Titration effects cause state transitions to become continuous.

Abstract

Epigenetic mechanisms of silencing via heritable chromatin modifications play a major role in gene regulation and cell fate specification. We consider a model of epigenetic chromatin silencing in budding yeast and study the bifurcation diagram and characterize the bistable and the monostable regimes. The main focus of this paper is to examine how the perturbations altering the activity of histone modifying enzymes affect the epigenetic states. We analyze the implications of having the total number of silencing proteins given by the sum of proteins bound to the nucleosomes and the ones available in the ambient to be constant.
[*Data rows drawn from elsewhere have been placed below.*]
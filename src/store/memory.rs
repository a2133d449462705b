use async_trait::async_trait;
use dashmap::DashMap;
use dashmap::mapref::entry::Entry;

use super::{
    CompletionTick, JobStore, OutcomeWrite, StoreError, StoreResult, count_in, record_in,
    transition_in,
};
use crate::job::{Job, JobEvent, JobSnapshot, JobStatus, Transition, Unit, UnitOutcome};

/// In-process store. Each job lives in one map entry, and every operation
/// holds that entry's write guard for its whole read-modify-write.
#[derive(Default)]
pub struct MemoryStore {
    jobs: DashMap<String, JobSnapshot>,
}

impl MemoryStore {
    pub fn new() -> Self {
        Self::default()
    }

    fn with_job<T>(
        &self,
        job_id: &str,
        f: impl FnOnce(&mut JobSnapshot) -> StoreResult<T>,
    ) -> StoreResult<T> {
        let mut entry = self
            .jobs
            .get_mut(job_id)
            .ok_or_else(|| StoreError::JobNotFound(job_id.to_string()))?;
        f(entry.value_mut())
    }
}

#[async_trait]
impl JobStore for MemoryStore {
    async fn create_job(&self, job: &Job, units: &[Unit]) -> StoreResult<()> {
        match self.jobs.entry(job.id.clone()) {
            Entry::Occupied(_) => Err(StoreError::AlreadyExists(job.id.clone())),
            Entry::Vacant(slot) => {
                slot.insert(JobSnapshot {
                    job: job.clone(),
                    units: units.to_vec(),
                });
                Ok(())
            }
        }
    }

    async fn record_outcome(
        &self,
        job_id: &str,
        index: usize,
        outcome: UnitOutcome,
    ) -> StoreResult<OutcomeWrite> {
        self.with_job(job_id, |snap| record_in(job_id, &mut snap.units, index, &outcome))
    }

    async fn increment_completed(&self, job_id: &str, index: usize) -> StoreResult<CompletionTick> {
        self.with_job(job_id, |snap| {
            let unit = snap
                .units
                .get_mut(index)
                .ok_or_else(|| StoreError::UnitNotFound {
                    job_id: job_id.to_string(),
                    index,
                })?;
            Ok(count_in(&mut snap.job, unit))
        })
    }

    async fn unit(&self, job_id: &str, index: usize) -> StoreResult<Unit> {
        let snap = self
            .jobs
            .get(job_id)
            .ok_or_else(|| StoreError::JobNotFound(job_id.to_string()))?;
        snap.units
            .get(index)
            .cloned()
            .ok_or_else(|| StoreError::UnitNotFound {
                job_id: job_id.to_string(),
                index,
            })
    }

    async fn snapshot(&self, job_id: &str) -> StoreResult<JobSnapshot> {
        self.jobs
            .get(job_id)
            .map(|snap| snap.value().clone())
            .ok_or_else(|| StoreError::JobNotFound(job_id.to_string()))
    }

    async fn transition(
        &self,
        job_id: &str,
        expected: JobStatus,
        event: JobEvent,
    ) -> StoreResult<Transition> {
        self.with_job(job_id, |snap| transition_in(&mut snap.job, expected, event))
    }

    async fn list_jobs(&self) -> StoreResult<Vec<Job>> {
        Ok(self.jobs.iter().map(|snap| snap.job.clone()).collect())
    }
}
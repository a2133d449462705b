//! Local working area for per-unit and composite WAV files.
//!
//! Files are named `<job_id>_block<index>.wav` and `<job_id>_final.wav` so
//! the sweep can tell which job owns a file from its name alone.

use std::io::ErrorKind;
use std::path::{Path, PathBuf};
use std::time::SystemTime;

use uuid::Uuid;

/// A file found in the working area.
#[derive(Debug, Clone)]
pub struct WorkspaceEntry {
    pub path: PathBuf,
    /// Owning job, if the name follows the naming scheme.
    pub job_id: Option<String>,
    pub modified: SystemTime,
}

#[derive(Debug, Clone)]
pub struct Workspace {
    root: PathBuf,
}

impl Workspace {
    pub fn new(root: impl Into<PathBuf>) -> Self {
        Self { root: root.into() }
    }

    pub fn root(&self) -> &Path {
        &self.root
    }

    pub fn unit_path(&self, job_id: &str, index: usize) -> PathBuf {
        self.root.join(format!("{job_id}_block{index}.wav"))
    }

    pub fn composite_path(&self, job_id: &str) -> PathBuf {
        self.root.join(format!("{job_id}_final.wav"))
    }

    /// Write through a uniquely named temporary file and rename it into place,
    /// so a concurrent reader sees either the old file or the whole new one.
    pub async fn write(&self, path: &Path, bytes: &[u8]) -> std::io::Result<()> {
        tokio::fs::create_dir_all(&self.root).await?;
        let tmp = temp_path(path);
        tokio::fs::write(&tmp, bytes).await?;
        if let Err(e) = tokio::fs::rename(&tmp, path).await {
            let _ = tokio::fs::remove_file(&tmp).await;
            return Err(e);
        }
        Ok(())
    }

    pub async fn read(&self, path: &Path) -> std::io::Result<Vec<u8>> {
        tokio::fs::read(path).await
    }

    /// Remove a file; a file that is already gone is not an error.
    pub async fn remove(&self, path: &Path) -> std::io::Result<()> {
        match tokio::fs::remove_file(path).await {
            Err(e) if e.kind() != ErrorKind::NotFound => Err(e),
            _ => Ok(()),
        }
    }

    /// Regular files currently in the working area. A missing root is empty.
    pub async fn entries(&self) -> std::io::Result<Vec<WorkspaceEntry>> {
        let mut dir = match tokio::fs::read_dir(&self.root).await {
            Ok(dir) => dir,
            Err(e) if e.kind() == ErrorKind::NotFound => return Ok(Vec::new()),
            Err(e) => return Err(e),
        };

        let mut entries = Vec::new();
        while let Some(entry) = dir.next_entry().await? {
            let metadata = entry.metadata().await?;
            if !metadata.is_file() {
                continue;
            }
            let name = entry.file_name().to_string_lossy().into_owned();
            entries.push(WorkspaceEntry {
                path: entry.path(),
                job_id: owner_of(&name),
                modified: metadata.modified()?,
            });
        }
        Ok(entries)
    }
}

/// Sibling of `path` named `<file name>.<uuid>.part`.
pub(crate) fn temp_path(path: &Path) -> PathBuf {
    let mut name = path.file_name().unwrap_or_default().to_os_string();
    name.push(format!(".{}.part", Uuid::new_v4().simple()));
    path.with_file_name(name)
}

/// `"<job>_block3.wav"` → `Some("<job>")`, also for the temporary
/// `"<job>_block3.wav.<uuid>.part"`. Job ids are uuids, which never contain
/// an underscore.
fn owner_of(file_name: &str) -> Option<String> {
    let file_name = match file_name.strip_suffix(".part") {
        Some(tmp) => tmp.rsplit_once('.')?.0,
        None => file_name,
    };
    let (job_id, rest) = file_name.split_once('_')?;
    let is_ours = rest == "final.wav"
        || rest
            .strip_prefix("block")
            .and_then(|r| r.strip_suffix(".wav"))
            .is_some_and(|n| !n.is_empty() && n.bytes().all(|b| b.is_ascii_digit()));
    (is_ours && !job_id.is_empty()).then(|| job_id.to_string())
}

#[cfg(test)]
mod tests {
    use super::*;

    #[test]
    fn naming_scheme() {
        let ws = Workspace::new("temp");
        assert_eq!(ws.unit_path("abc", 2), PathBuf::from("temp/abc_block2.wav"));
        assert_eq!(ws.composite_path("abc"), PathBuf::from("temp/abc_final.wav"));
    }

    #[test]
    fn owner_parsing() {
        assert_eq!(owner_of("abc_block12.wav").as_deref(), Some("abc"));
        assert_eq!(owner_of("abc_final.wav").as_deref(), Some("abc"));
        assert_eq!(owner_of("abc_blockx.wav"), None);
        assert_eq!(owner_of("notes.txt"), None);
        assert_eq!(owner_of("_final.wav"), None);
        assert_eq!(
            owner_of("abc_block0.wav.0f3e9a1c2b7d4e5f8a9b0c1d2e3f4a5b.part").as_deref(),
            Some("abc")
        );
        assert_eq!(owner_of("notes.part"), None);
    }

    #[test]
    fn temp_files_keep_the_owner_in_their_name() {
        let ws = Workspace::new("temp");
        let tmp = temp_path(&ws.unit_path("abc", 1));
        assert_eq!(tmp.parent(), Some(Path::new("temp")));
        let name = tmp.file_name().unwrap().to_str().unwrap();
        assert!(name.starts_with("abc_block1.wav.") && name.ends_with(".part"), "{name}");
        assert_eq!(owner_of(name).as_deref(), Some("abc"));
    }

    #[tokio::test]
    async fn write_list_remove() {
        let dir = tempfile::tempdir().unwrap();
        let ws = Workspace::new(dir.path().join("work"));
        assert!(ws.entries().await.unwrap().is_empty());

        let path = ws.unit_path("j1", 0);
        ws.write(&path, b"data").await.unwrap();
        assert_eq!(ws.read(&path).await.unwrap(), b"data");

        let entries = ws.entries().await.unwrap();
        assert_eq!(entries.len(), 1);
        assert_eq!(entries[0].job_id.as_deref(), Some("j1"));

        ws.remove(&path).await.unwrap();
        ws.remove(&path).await.unwrap();
        assert!(ws.entries().await.unwrap().is_empty());
    }
}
This constraint couples different regions of chromatin through the shared reservoir of ambient silencing proteins. We show that the response of the system to perturbations depends dramatically on the titration effect caused by the above constraint. In particular, for a certain range of overall abundance of silencing proteins, the hysteresis loop changes qualitatively with certain jump replaced by continuous merger of different states. In addition, we find a nonmonotonic dependence of gene expression on the rate of histone deacetylation activity of Sir2. We discuss how these qualitative predictions of our model could be compared with experimental studies of the yeast system under anti-silencing drugs.